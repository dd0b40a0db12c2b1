use std::future::Future;

use pact_core::RequestStatus;

use super::{make_request, make_selection, seed_partner, seed_request, TestResult};
use crate::error::{PENDING_REQUEST_UNIQUE, SELECTION_UNIQUE};
use crate::{PactStorage, StorageError};

pub(super) async fn run_unique_tests<S, F, Fut>(factory: &F) -> Vec<TestResult>
where
    S: PactStorage,
    F: Fn() -> Fut,
    Fut: Future<Output = S>,
{
    vec![
        TestResult::from_result(
            "unique",
            "duplicate_deliverable_rejected",
            duplicate_deliverable_rejected(factory).await,
        ),
        TestResult::from_result(
            "unique",
            "foreign_selection_rejected",
            foreign_selection_rejected(factory).await,
        ),
        TestResult::from_result(
            "unique",
            "second_pending_request_rejected",
            second_pending_request_rejected(factory).await,
        ),
        TestResult::from_result(
            "unique",
            "new_request_allowed_after_resolution",
            new_request_allowed_after_resolution(factory).await,
        ),
        TestResult::from_result(
            "unique",
            "double_resolution_conflicts",
            double_resolution_conflicts(factory).await,
        ),
    ]
}

async fn duplicate_deliverable_rejected<S, F, Fut>(factory: &F) -> Result<(), String>
where
    S: PactStorage,
    F: Fn() -> Fut,
    Fut: Future<Output = S>,
{
    let storage = factory().await;
    seed_partner(&storage, "p-1").await?;

    let mut snap = storage
        .begin_snapshot()
        .await
        .map_err(|e| format!("begin: {e}"))?;
    let result = storage
        .replace_selections(
            &mut snap,
            "p-1",
            vec![
                make_selection("p-1", "d1", "o1"),
                make_selection("p-1", "d1", "o2"),
            ],
        )
        .await;
    let _ = storage.abort_snapshot(snap).await;
    match result {
        Err(StorageError::UniqueViolation { constraint, .. }) if constraint == SELECTION_UNIQUE => {
            Ok(())
        }
        other => Err(format!("expected UniqueViolation, got {other:?}")),
    }
}

async fn foreign_selection_rejected<S, F, Fut>(factory: &F) -> Result<(), String>
where
    S: PactStorage,
    F: Fn() -> Fut,
    Fut: Future<Output = S>,
{
    let storage = factory().await;
    seed_partner(&storage, "p-1").await?;

    let mut snap = storage
        .begin_snapshot()
        .await
        .map_err(|e| format!("begin: {e}"))?;
    let result = storage
        .replace_selections(&mut snap, "p-1", vec![make_selection("p-2", "d1", "o1")])
        .await;
    let _ = storage.abort_snapshot(snap).await;
    match result {
        Err(StorageError::UniqueViolation { .. }) => Ok(()),
        other => Err(format!("expected UniqueViolation, got {other:?}")),
    }
}

/// Two snapshots each insert a pending request for the same partner. Both
/// stage fine; only the first commit may succeed.
async fn second_pending_request_rejected<S, F, Fut>(factory: &F) -> Result<(), String>
where
    S: PactStorage,
    F: Fn() -> Fut,
    Fut: Future<Output = S>,
{
    let storage = factory().await;
    seed_partner(&storage, "p-1").await?;

    let mut a = storage
        .begin_snapshot()
        .await
        .map_err(|e| format!("begin a: {e}"))?;
    let mut b = storage
        .begin_snapshot()
        .await
        .map_err(|e| format!("begin b: {e}"))?;
    storage
        .insert_reconfiguration_request(&mut a, make_request("req-a", "p-1"))
        .await
        .map_err(|e| format!("insert a: {e}"))?;
    let staged_b = storage
        .insert_reconfiguration_request(&mut b, make_request("req-b", "p-1"))
        .await;
    storage
        .commit_snapshot(a)
        .await
        .map_err(|e| format!("commit a: {e}"))?;

    let outcome = match staged_b {
        Ok(()) => storage.commit_snapshot(b).await,
        Err(e) => {
            let _ = storage.abort_snapshot(b).await;
            Err(e)
        }
    };
    match outcome {
        Err(StorageError::UniqueViolation { constraint, key })
            if constraint == PENDING_REQUEST_UNIQUE && key == "p-1" =>
        {
            Ok(())
        }
        other => Err(format!("expected UniqueViolation, got {other:?}")),
    }
}

async fn new_request_allowed_after_resolution<S, F, Fut>(factory: &F) -> Result<(), String>
where
    S: PactStorage,
    F: Fn() -> Fut,
    Fut: Future<Output = S>,
{
    let storage = factory().await;
    seed_partner(&storage, "p-1").await?;
    seed_request(&storage, "req-1", "p-1").await?;

    let mut snap = storage
        .begin_snapshot()
        .await
        .map_err(|e| format!("begin: {e}"))?;
    let mut req = storage
        .get_reconfiguration_request_for_update(&mut snap, "req-1")
        .await
        .map_err(|e| format!("get: {e}"))?;
    req.status = RequestStatus::Rejected;
    storage
        .update_reconfiguration_request(&mut snap, req)
        .await
        .map_err(|e| format!("reject: {e}"))?;
    storage
        .insert_reconfiguration_request(&mut snap, make_request("req-2", "p-1"))
        .await
        .map_err(|e| format!("insert: {e}"))?;
    storage
        .commit_snapshot(snap)
        .await
        .map_err(|e| format!("commit: {e}"))?;

    let pending = storage
        .list_reconfiguration_requests(Some("p-1"), Some(RequestStatus::Pending))
        .await
        .map_err(|e| format!("list: {e}"))?;
    if pending.len() != 1 || pending[0].id != "req-2" {
        return Err(format!("expected req-2 pending, got {pending:?}"));
    }
    Ok(())
}

/// Two admins resolve the same pending request concurrently. The second
/// commit must fail because the status it read is no longer current.
async fn double_resolution_conflicts<S, F, Fut>(factory: &F) -> Result<(), String>
where
    S: PactStorage,
    F: Fn() -> Fut,
    Fut: Future<Output = S>,
{
    let storage = factory().await;
    seed_partner(&storage, "p-1").await?;
    seed_request(&storage, "req-1", "p-1").await?;

    let mut approve = storage
        .begin_snapshot()
        .await
        .map_err(|e| format!("begin approve: {e}"))?;
    let mut reject = storage
        .begin_snapshot()
        .await
        .map_err(|e| format!("begin reject: {e}"))?;

    let mut a = storage
        .get_reconfiguration_request_for_update(&mut approve, "req-1")
        .await
        .map_err(|e| format!("read approve: {e}"))?;
    let mut r = storage
        .get_reconfiguration_request_for_update(&mut reject, "req-1")
        .await
        .map_err(|e| format!("read reject: {e}"))?;
    a.status = RequestStatus::Approved;
    r.status = RequestStatus::Rejected;

    storage
        .update_reconfiguration_request(&mut approve, a)
        .await
        .map_err(|e| format!("stage approve: {e}"))?;
    storage
        .commit_snapshot(approve)
        .await
        .map_err(|e| format!("commit approve: {e}"))?;

    let outcome = match storage.update_reconfiguration_request(&mut reject, r).await {
        Ok(()) => storage.commit_snapshot(reject).await,
        Err(e) => {
            let _ = storage.abort_snapshot(reject).await;
            Err(e)
        }
    };
    match outcome {
        Err(StorageError::ConcurrentConflict { .. }) => {}
        other => return Err(format!("expected ConcurrentConflict, got {other:?}")),
    }

    let stored = storage
        .get_reconfiguration_request("req-1")
        .await
        .map_err(|e| format!("get: {e}"))?;
    if stored.status != RequestStatus::Approved {
        return Err(format!("expected approved, got {:?}", stored.status));
    }
    Ok(())
}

^^^^^^^^

» Activity:
Every record must be retyped so that it matches the original exactly.

» Task response:
repository dd0b40a0db12c2b1
use std::future::Future;

use pact_core::RequestStatus;

use super::{make_request, make_selection, seed_partner, seed_request, TestResult};
use crate::error::{PENDING_REQUEST_UNIQUE, SELECTION_UNIQUE};
use crate::{PactStorage, StorageError};

pub(super) async fn run_unique_tests<S, F, Fut>(factory: &F) -> Vec<TestResult>
where
    S: PactStorage,
    F: Fn() -> Fut,
    Fut: Future<Output = S>,
{
    vec![
        TestResult::from_result(
            "unique",
            "duplicate_deliverable_rejected",
            duplicate_deliverable_rejected(factory).await,
        ),
        TestResult::from_result(
            "unique",
            "foreign_selection_rejected",
            foreign_selection_rejected(factory).await,
        ),
        TestResult::from_result(
            "unique",
            "second_pending_request_rejected",
            second_pending_request_rejected(factory).await,
        ),
        TestResult::from_result(
            "unique",
            "new_request_allowed_after_resolution",
            new_request_allowed_after_resolution(factory).await,
        ),
        TestResult::from_result(
            "unique",
            "double_resolution_conflicts",
            double_resolution_conflicts(factory).await,
        ),
    ]
}

async fn duplicate_deliverable_rejected<S, F, Fut>(factory: &F) -> Result<(), String>
where
    S: PactStorage,
    F: Fn() -> Fut,
    Fut: Future<Output = S>,
{
    let storage = factory().await;
    seed_partner(&storage, "p-1").await?;

    let mut snap = storage
        .begin_snapshot()
        .await
        .map_err(|e| format!("begin: {e}"))?;
    let result = storage
        .replace_selections(
            &mut snap,
            "p-1",
            vec![
                make_selection("p-1", "d1", "o1"),
                make_selection("p-1", "d1", "o2"),
            ],
        )
        .await;
    let _ = storage.abort_snapshot(snap).await;
    match result {
        Err(StorageError::UniqueViolation { constraint, .. }) if constraint == SELECTION_UNIQUE => {
            Ok(())
        }
        other => Err(format!("expected UniqueViolation, got {other:?}")),
    }
}

async fn foreign_selection_rejected<S, F, Fut>(factory: &F) -> Result<(), String>
where
    S: PactStorage,
    F: Fn() -> Fut,
    Fut: Future<Output = S>,
{
    let storage = factory().await;
    seed_partner(&storage, "p-1").await?;

    let mut snap = storage
        .begin_snapshot()
        .await
        .map_err(|e| format!("begin: {e}"))?;
    let result = storage
        .replace_selections(&mut snap, "p-1", vec![make_selection("p-2", "d1", "o1")])
        .await;
    let _ = storage.abort_snapshot(snap).await;
    match result {
        Err(StorageError::UniqueViolation { .. }) => Ok(()),
        other => Err(format!("expected UniqueViolation, got {other:?}")),
    }
}

/// Two snapshots each insert a pending request for the same partner. Both
/// stage fine; only the first commit may succeed.
async fn second_pending_request_rejected<S, F, Fut>(factory: &F) -> Result<(), String>
where
    S: PactStorage,
    F: Fn() -> Fut,
    Fut: Future<Output = S>,
{
    let storage = factory().await;
    seed_partner(&storage, "p-1").await?;

    let mut a = storage
        .begin_snapshot()
        .await
        .map_err(|e| format!("begin a: {e}"))?;
    let mut b = storage
        .begin_snapshot()
        .await
        .map_err(|e| format!("begin b: {e}"))?;
    storage
        .insert_reconfiguration_request(&mut a, make_request("req-a", "p-1"))
        .await
        .map_err(|e| format!("insert a: {e}"))?;
    let staged_b = storage
        .insert_reconfiguration_request(&mut b, make_request("req-b", "p-1"))
        .await;
    storage
        .commit_snapshot(a)
        .await
        .map_err(|e| format!("commit a: {e}"))?;

    let outcome = match staged_b {
        Ok(()) => storage.commit_snapshot(b).await,
        Err(e) => {
            let _ = storage.abort_snapshot(b).await;
            Err(e)
        }
    };
    match outcome {
        Err(StorageError::UniqueViolation { constraint, key })
            if constraint == PENDING_REQUEST_UNIQUE && key == "p-1" =>
        {
            Ok(())
        }
        other => Err(format!("expected UniqueViolation, got {other:?}")),
    }
}

async fn new_request_allowed_after_resolution<S, F, Fut>(factory: &F) -> Result<(), String>
where
    S: PactStorage,
    F: Fn() -> Fut,
    Fut: Future<Output = S>,
{
    let storage = factory().await;
    seed_partner(&storage, "p-1").await?;
    seed_request(&storage, "req-1", "p-1").await?;

    let mut snap = storage
        .begin_snapshot()
        .await
        .map_err(|e| format!("begin: {e}"))?;
    let mut req = storage
        .get_reconfiguration_request_for_update(&mut snap, "req-1")
        .await
        .map_err(|e| format!("get: {e}"))?;
    req.status = RequestStatus::Rejected;
    storage
        .update_reconfiguration_request(&mut snap, req)
        .await
        .map_err(|e| format!("reject: {e}"))?;
    storage
        .insert_reconfiguration_request(&mut snap, make_request("req-2", "p-1"))
        .await
        .map_err(|e| format!("insert: {e}"))?;
    storage
        .commit_snapshot(snap)
        .await
        .map_err(|e| format!("commit: {e}"))?;

    let pending = storage
        .list_reconfiguration_requests(Some("p-1"), Some(RequestStatus::Pending))
        .await
        .map_err(|e| format!("list: {e}"))?;
    if pending.len() != 1 || pending[0].id != "req-2" {
        return Err(format!("expected req-2 pending, got {pending:?}"));
    }
    Ok(())
}

/// Two admins resolve the same pending request concurrently. The second
/// commit must fail because the status it read is no longer current.
async fn double_resolution_conflicts<S, F, Fut>(factory: &F) -> Result<(), String>
where
    S: PactStorage,
    F: Fn() -> Fut,
    Fut: Future<Output = S>,
{
    let storage = factory().await;
    seed_partner(&storage, "p-1").await?;
    seed_request(&storage, "req-1", "p-1").await?;

    let mut approve = storage
        .begin_snapshot()
        .await
        .map_err(|e| format!("begin approve: {e}"))?;
    let mut reject = storage
        .begin_snapshot()
        .await
        .map_err(|e| format!("begin reject: {e}"))?;

    let mut a = storage
        .get_reconfiguration_request_for_update(&mut approve, "req-1")
        .await
        .map_err(|e| format!("read approve: {e}"))?;
    let mut r = storage
        .get_reconfiguration_request_for_update(&mut reject, "req-1")
        .await
        .map_err(|e| format!("read reject: {e}"))?;
    a.status = RequestStatus::Approved;
    r.status = RequestStatus::Rejected;

    storage
        .update_reconfiguration_request(&mut approve, a)
        .await
        .map_err(|e| format!("stage approve: {e}"))?;
    storage
        .commit_snapshot(approve)
        .await
        .map_err(|e| format!("commit approve: {e}"))?;

    let outcome = match storage.update_reconfiguration_request(&mut reject, r).await {
        Ok(()) => storage.commit_snapshot(reject).await,
        Err(e) => {
            let _ = storage.abort_snapshot(reject).await;
            Err(e)
        }
    };
    match outcome {
        Err(StorageError::ConcurrentConflict { .. }) => {}
        other => return Err(format!("expected ConcurrentConflict, got {other:?}")),
    }

    let stored = storage
        .get_reconfiguration_request("req-1")
        .await
        .map_err(|e| format!("get: {e}"))?;
    if stored.status != RequestStatus::Approved {
        return Err(format!("expected approved, got {:?}", stored.status));
    }
    Ok(())
}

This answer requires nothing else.